[Start of Attachment]

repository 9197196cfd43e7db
//! Docker-driven Juno test chains and integration tests for the avida
//! sdjwt trust-registry contract.
//!
//! A test boots a chain with [`create_juno_chain`], funds accounts with
//! [`get_and_fund_test_users`] and drives contracts through the [`Chain`]
//! trait. The returned [`Interchain`] owns the containers and removes them
//! on [`Interchain::close`].
//!
//! The contract scenario lives in `tests/juno_contracts_tests.rs`. It runs
//! under a plain `cargo test` whenever docker answers and the compiled
//! verifier contract is in `artifacts/`, and skips itself when `SDJWT_SHORT`
//! is set.

pub mod chain;
pub mod config;
pub mod context;
pub mod error;
pub mod interchain;
pub mod logging;
pub mod payload;
pub mod sdjwt;
pub mod users;

pub use chain::{query_contract, Chain, CodeId, CosmosChain, InstantiateOptions, TxResponse};
pub use config::HarnessConfig;
pub use context::{CancelSignal, ChainContext};
pub use error::{HarnessError, Result};
pub use interchain::{create_juno_chain, Interchain};
pub use payload::{read_payload_with_sign_inputs_from_file, MsgCreateResourcePayload, SignInput};
pub use users::{get_and_fund_test_users, TestUser};
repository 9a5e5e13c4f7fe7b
//! Authorization predicates for company mutations.
//!
//! Pure decision functions over snapshots; no IO, no mutation. Callers must
//! resolve the company first — a missing id is NotFound before any ownership
//! check runs.

use hireboard_auth::Actor;
use hireboard_core::{DomainError, DomainResult};

use crate::Company;

/// Company creation: recruiters and global admins only.
pub fn authorize_create(actor: &Actor) -> DomainResult<()> {
    if actor.role.can_recruit() {
        Ok(())
    } else {
        Err(DomainError::forbidden(
            "only recruiters and admins can create companies",
        ))
    }
}

/// Company update and employee add/remove: a company-scoped admin, or a
/// global admin (who bypasses the employee list entirely).
pub fn authorize_manage(actor: &Actor, company: &Company) -> DomainResult<()> {
    if actor.is_admin() || company.is_company_admin(actor.id) {
        Ok(())
    } else {
        Err(DomainError::forbidden(format!(
            "user {} is not authorized to manage this company",
            actor.id
        )))
    }
}
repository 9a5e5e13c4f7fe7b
//! `hireboard-identity` — user records and registration rules.

pub mod user;

pub use user::{EducationEntry, ExperienceEntry, NewUser, User, validate_password};
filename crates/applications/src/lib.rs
//! `hireboard-applications` — job applications and their lifecycle.

pub mod application;
pub mod policy;

pub use application::{Application, ApplicationStatus, Note};
pub use policy::{authorize_apply, authorize_review, authorize_view};
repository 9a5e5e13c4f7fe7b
//! `hireboard-jobs` — job postings and their ownership rules.

pub mod job;
pub mod policy;

pub use job::{Job, JobStatus, JobType, NewJob, Salary, UpdateJob};
pub use policy::{authorize_mutate, authorize_post};
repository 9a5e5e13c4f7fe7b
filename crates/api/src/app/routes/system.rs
use axum::http::StatusCode;

pub async fn health() -> StatusCode {
    StatusCode::OK
}
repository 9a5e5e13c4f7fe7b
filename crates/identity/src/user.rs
use chrono::{DateTime, Utc};
use serde::{Deserialize, Serialize};

use hireboard_auth::Role;
use hireboard_core::{DomainError, DomainResult, UserId};

/// A past position on a user's profile.
#[derive(Debug, Clone, PartialEq, Eq, Serialize, Deserialize)]
pub struct ExperienceEntry {
    pub title: String,
    pub company: String,
    pub duration: Option<String>,
    pub description: Option<String>,
}

/// An education record on a user's profile.
#[derive(Debug, Clone, PartialEq, Eq, Serialize, Deserialize)]
pub struct EducationEntry {
    pub degree: String,
    pub institution: String,
    pub year: Option<String>,
}

/// A registered user.
///
/// # Invariants
/// - `email` is lowercased and unique (uniqueness enforced by the store).
/// - `role` is immutable after registration; there is no promotion workflow.
/// - `password_hash` is an Argon2id PHC string, never the raw password.
#[derive(Debug, Clone, PartialEq, Eq, Serialize, Deserialize)]
pub struct User {
    pub id: UserId,
    pub name: String,
    pub email: String,
    pub password_hash: String,
    pub role: Role,
    pub skills: Vec<String>,
    pub experience: Vec<ExperienceEntry>,
    pub education: Vec<EducationEntry>,
    pub resume: Option<String>,
    pub created_at: DateTime<Utc>,
}

/// Registration input, with the password already hashed by the caller.
#[derive(Debug, Clone)]
pub struct NewUser {
    pub name: String,
    pub email: String,
    pub password_hash: String,
    pub role: Role,
}

/// Validate a raw password before it is hashed.
///
/// Kept separate from [`User::register`] because the record only ever sees
/// the hash.
pub fn validate_password(password: &str) -> DomainResult<()> {
    if password.len() < 6 {
        return Err(DomainError::validation(
            "password must be at least 6 characters",
        ));
    }
    Ok(())
}

impl User {
    /// Build a user record from validated registration input.
    ///
    /// First failing check wins: name, then email.
    pub fn register(input: NewUser, now: DateTime<Utc>) -> DomainResult<Self> {
        let name = input.name.trim();
        if name.is_empty() {
            return Err(DomainError::validation("name cannot be empty"));
        }

        let email = input.email.trim().to_lowercase();
        if email.is_empty() || !email.contains('@') {
            return Err(DomainError::validation("invalid email format"));
        }

        Ok(Self {
            id: UserId::new(),
            name: name.to_string(),
            email,
            password_hash: input.password_hash,
            role: input.role,
            skills: Vec::new(),
            experience: Vec::new(),
            education: Vec::new(),
            resume: None,
            created_at: now,
        })
    }
}
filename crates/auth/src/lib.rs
//! `hireboard-auth` — pure authentication/authorization boundary.
//!
//! This crate is intentionally decoupled from HTTP and storage.

pub mod actor;
pub mod claims;
pub mod password;
pub mod roles;
pub mod token;

pub use actor::Actor;
pub use claims::{AuthClaims, TokenValidationError, validate_claims};
pub use password::{hash_password, verify_password, PasswordError};
pub use roles::Role;
pub use token::{Hs256JwtValidator, JwtValidator, TokenError};
//! Domain error model.

use thiserror::Error;

/// Result type used across the domain layer.
pub type DomainResult<T> = Result<T, DomainError>;

/// Domain-level error.
///
/// Keep this focused on deterministic, business/domain failures (validation,
/// duplicates, authorization). Infrastructure concerns belong elsewhere.
#[derive(Debug, Error, Clone, PartialEq, Eq)]
pub enum DomainError {
    /// A value failed validation (e.g. malformed input, business-rule breach).
    #[error("validation failed: {0}")]
    Validation(String),

    /// A conflicting record already exists (e.g. duplicate name).
    #[error("conflict: {0}")]
    Conflict(String),

    /// An identifier was invalid (e.g. parse failure).
    #[error("invalid identifier: {0}")]
    InvalidId(String),

    /// A requested resource was not found.
    #[error("{0} not found")]
    NotFound(&'static str),

    /// Authenticated actor lacks the required role or ownership.
    #[error("forbidden: {0}")]
    Forbidden(String),
}

impl DomainError {
    pub fn validation(msg: impl Into<String>) -> Self {
        Self::Validation(msg.into())
    }

    pub fn conflict(msg: impl Into<String>) -> Self {
        Self::Conflict(msg.into())
    }

    pub fn invalid_id(msg: impl Into<String>) -> Self {
        Self::InvalidId(msg.into())
    }

    pub fn not_found(entity: &'static str) -> Self {
        Self::NotFound(entity)
    }

    pub fn forbidden(msg: impl Into<String>) -> Self {
        Self::Forbidden(msg.into())
    }
}
//! Authorization predicates for application operations.
//!
//! Pure decision functions over snapshots. The caller resolves the
//! application (and, for recruiters, its parent job) first; a missing
//! application id is NotFound before any of these run.

use hireboard_auth::{Actor, Role};
use hireboard_core::{DomainError, DomainResult};
use hireboard_jobs::Job;

use crate::Application;

/// Application creation: candidates only. Job-state gates live in
/// [`crate::Application::submit`].
pub fn authorize_apply(actor: &Actor) -> DomainResult<()> {
    if actor.role == Role::Candidate {
        Ok(())
    } else {
        Err(DomainError::forbidden("only candidates can apply for jobs"))
    }
}

/// Status updates and notes: a global admin, or a recruiter who posted the
/// parent job. `parent_job` is `None` when the job record no longer exists;
/// a recruiter cannot prove ownership then and is denied.
pub fn authorize_review(actor: &Actor, parent_job: Option<&Job>) -> DomainResult<()> {
    if actor.is_admin() {
        return Ok(());
    }
    if actor.role == Role::Recruiter {
        if let Some(job) = parent_job {
            if job.posted_by == actor.id {
                return Ok(());
            }
        }
    }
    Err(DomainError::forbidden(format!(
        "user {} is not authorized to update this application",
        actor.id
    )))
}

/// Reads: the owning candidate, the recruiter who posted the parent job, or
/// a global admin.
pub fn authorize_view(
    actor: &Actor,
    application: &Application,
    parent_job: Option<&Job>,
) -> DomainResult<()> {
    if actor.is_admin() {
        return Ok(());
    }
    if actor.role == Role::Candidate && application.candidate == actor.id {
        return Ok(());
    }
    if actor.role == Role::Recruiter {
        if let Some(job) = parent_job {
            if job.posted_by == actor.id {
                return Ok(());
            }
        }
    }
    Err(DomainError::forbidden(
        "not authorized to view this application",
    ))
}

#[cfg(test)]
mod tests {
    use super::*;
    use crate::Application;
    use chrono::Utc;
    use hireboard_core::{CompanyId, UserId};
    use hireboard_jobs::{JobType, NewJob};

    fn job(posted_by: UserId) -> Job {
        Job::post(
            NewJob {
                title: "Backend Engineer".to_string(),
                description: "Build services".to_string(),
                requirements: vec![],
                skills_required: vec![],
                location: "Berlin".to_string(),
                job_type: JobType::FullTime,
                salary: None,
                company: CompanyId::new(),
                status: None,
                deadline: None,
            },
            posted_by,
            Utc::now(),
        )
        .unwrap()
    }

    fn application(job: &Job, candidate: UserId) -> Application {
        Application::submit(candidate, job, false, None, Utc::now()).unwrap()
    }

    #[test]
    fn only_candidates_may_apply() {
        assert!(authorize_apply(&Actor::new(UserId::new(), Role::Candidate)).is_ok());
        assert!(authorize_apply(&Actor::new(UserId::new(), Role::Recruiter)).is_err());
        assert!(authorize_apply(&Actor::new(UserId::new(), Role::Admin)).is_err());
    }

    #[test]
    fn owning_recruiter_may_review() {
        let recruiter = UserId::new();
        let j = job(recruiter);
        assert!(authorize_review(&Actor::new(recruiter, Role::Recruiter), Some(&j)).is_ok());
    }

    #[test]
    fn foreign_recruiter_is_denied_review() {
        let j = job(UserId::new());
        let stranger = Actor::new(UserId::new(), Role::Recruiter);
        assert!(matches!(
            authorize_review(&stranger, Some(&j)),
            Err(DomainError::Forbidden(_))
        ));
    }

    #[test]
    fn recruiter_denied_review_when_parent_job_is_gone() {
        let recruiter = Actor::new(UserId::new(), Role::Recruiter);
        assert!(authorize_review(&recruiter, None).is_err());
        // A global admin is not blocked by the missing job.
        assert!(authorize_review(&Actor::new(UserId::new(), Role::Admin), None).is_ok());
    }

    #[test]
    fn candidate_may_view_own_application_only() {
        let candidate = UserId::new();
        let j = job(UserId::new());
        let app = application(&j, candidate);

        assert!(authorize_view(&Actor::new(candidate, Role::Candidate), &app, Some(&j)).is_ok());

        let other = Actor::new(UserId::new(), Role::Candidate);
        assert!(authorize_view(&other, &app, Some(&j)).is_err());
    }

    #[test]
    fn owning_recruiter_and_admin_may_view() {
        let recruiter = UserId::new();
        let j = job(recruiter);
        let app = application(&j, UserId::new());

        assert!(authorize_view(&Actor::new(recruiter, Role::Recruiter), &app, Some(&j)).is_ok());
        assert!(authorize_view(&Actor::new(UserId::new(), Role::Admin), &app, Some(&j)).is_ok());
        assert!(
            authorize_view(&Actor::new(UserId::new(), Role::Recruiter), &app, Some(&j)).is_err()
        );
    }
}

[End of Attachment]

**What the exercise asks:**
In the listing above, how many lines include the word "StatusCode"? Answer with the number and nothing more.

**Task solution:**
3